Task directions
Retype the material below, keeping each line identical.

Supplied records
-------------------------

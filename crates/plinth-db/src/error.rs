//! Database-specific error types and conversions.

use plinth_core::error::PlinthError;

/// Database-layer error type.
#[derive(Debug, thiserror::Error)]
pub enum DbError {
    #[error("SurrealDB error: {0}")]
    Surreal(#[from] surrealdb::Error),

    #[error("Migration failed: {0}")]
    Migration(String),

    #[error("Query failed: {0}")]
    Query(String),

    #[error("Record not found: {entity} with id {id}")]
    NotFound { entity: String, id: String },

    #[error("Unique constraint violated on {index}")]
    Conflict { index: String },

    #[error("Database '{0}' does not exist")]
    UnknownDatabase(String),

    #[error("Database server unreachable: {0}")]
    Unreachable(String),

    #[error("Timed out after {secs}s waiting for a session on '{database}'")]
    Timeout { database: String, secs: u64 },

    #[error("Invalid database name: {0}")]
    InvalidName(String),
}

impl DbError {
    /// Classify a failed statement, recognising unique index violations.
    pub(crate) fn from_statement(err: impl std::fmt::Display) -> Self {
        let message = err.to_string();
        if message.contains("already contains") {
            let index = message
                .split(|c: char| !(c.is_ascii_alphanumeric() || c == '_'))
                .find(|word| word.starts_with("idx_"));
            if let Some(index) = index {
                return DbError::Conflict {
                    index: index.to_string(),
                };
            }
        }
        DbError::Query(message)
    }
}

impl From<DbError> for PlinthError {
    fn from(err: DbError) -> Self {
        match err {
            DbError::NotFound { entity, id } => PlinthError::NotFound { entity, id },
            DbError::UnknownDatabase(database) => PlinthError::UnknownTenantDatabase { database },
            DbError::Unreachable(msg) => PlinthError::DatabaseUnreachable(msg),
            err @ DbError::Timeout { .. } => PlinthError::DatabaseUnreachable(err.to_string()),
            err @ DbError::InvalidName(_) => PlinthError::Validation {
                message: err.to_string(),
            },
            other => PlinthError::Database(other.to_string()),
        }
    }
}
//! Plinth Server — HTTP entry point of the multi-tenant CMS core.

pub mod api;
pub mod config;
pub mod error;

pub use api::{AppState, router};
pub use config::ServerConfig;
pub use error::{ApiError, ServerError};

-------------------------

Task output
filename crates/plinth-db/src/error.rs
//! Database-specific error types and conversions.

use plinth_core::error::PlinthError;

/// Database-layer error type.
#[derive(Debug, thiserror::Error)]
pub enum DbError {
    #[error("SurrealDB error: {0}")]
    Surreal(#[from] surrealdb::Error),

    #[error("Migration failed: {0}")]
    Migration(String),

    #[error("Query failed: {0}")]
    Query(String),

    #[error("Record not found: {entity} with id {id}")]
    NotFound { entity: String, id: String },

    #[error("Unique constraint violated on {index}")]
    Conflict { index: String },

    #[error("Database '{0}' does not exist")]
    UnknownDatabase(String),

    #[error("Database server unreachable: {0}")]
    Unreachable(String),

    #[error("Timed out after {secs}s waiting for a session on '{database}'")]
    Timeout { database: String, secs: u64 },

    #[error("Invalid database name: {0}")]
    InvalidName(String),
}

impl DbError {
    /// Classify a failed statement, recognising unique index violations.
    pub(crate) fn from_statement(err: impl std::fmt::Display) -> Self {
        let message = err.to_string();
        if message.contains("already contains") {
            let index = message
                .split(|c: char| !(c.is_ascii_alphanumeric() || c == '_'))
                .find(|word| word.starts_with("idx_"));
            if let Some(index) = index {
                return DbError::Conflict {
                    index: index.to_string(),
                };
            }
        }
        DbError::Query(message)
    }
}

impl From<DbError> for PlinthError {
    fn from(err: DbError) -> Self {
        match err {
            DbError::NotFound { entity, id } => PlinthError::NotFound { entity, id },
            DbError::UnknownDatabase(database) => PlinthError::UnknownTenantDatabase { database },
            DbError::Unreachable(msg) => PlinthError::DatabaseUnreachable(msg),
            err @ DbError::Timeout { .. } => PlinthError::DatabaseUnreachable(err.to_string()),
            err @ DbError::InvalidName(_) => PlinthError::Validation {
                message: err.to_string(),
            },
            other => PlinthError::Database(other.to_string()),
        }
    }
}
//! Plinth Server — HTTP entry point of the multi-tenant CMS core.

pub mod api;
pub mod config;
pub mod error;

pub use api::{AppState, router};
pub use config::ServerConfig;
pub use error::{ApiError, ServerError};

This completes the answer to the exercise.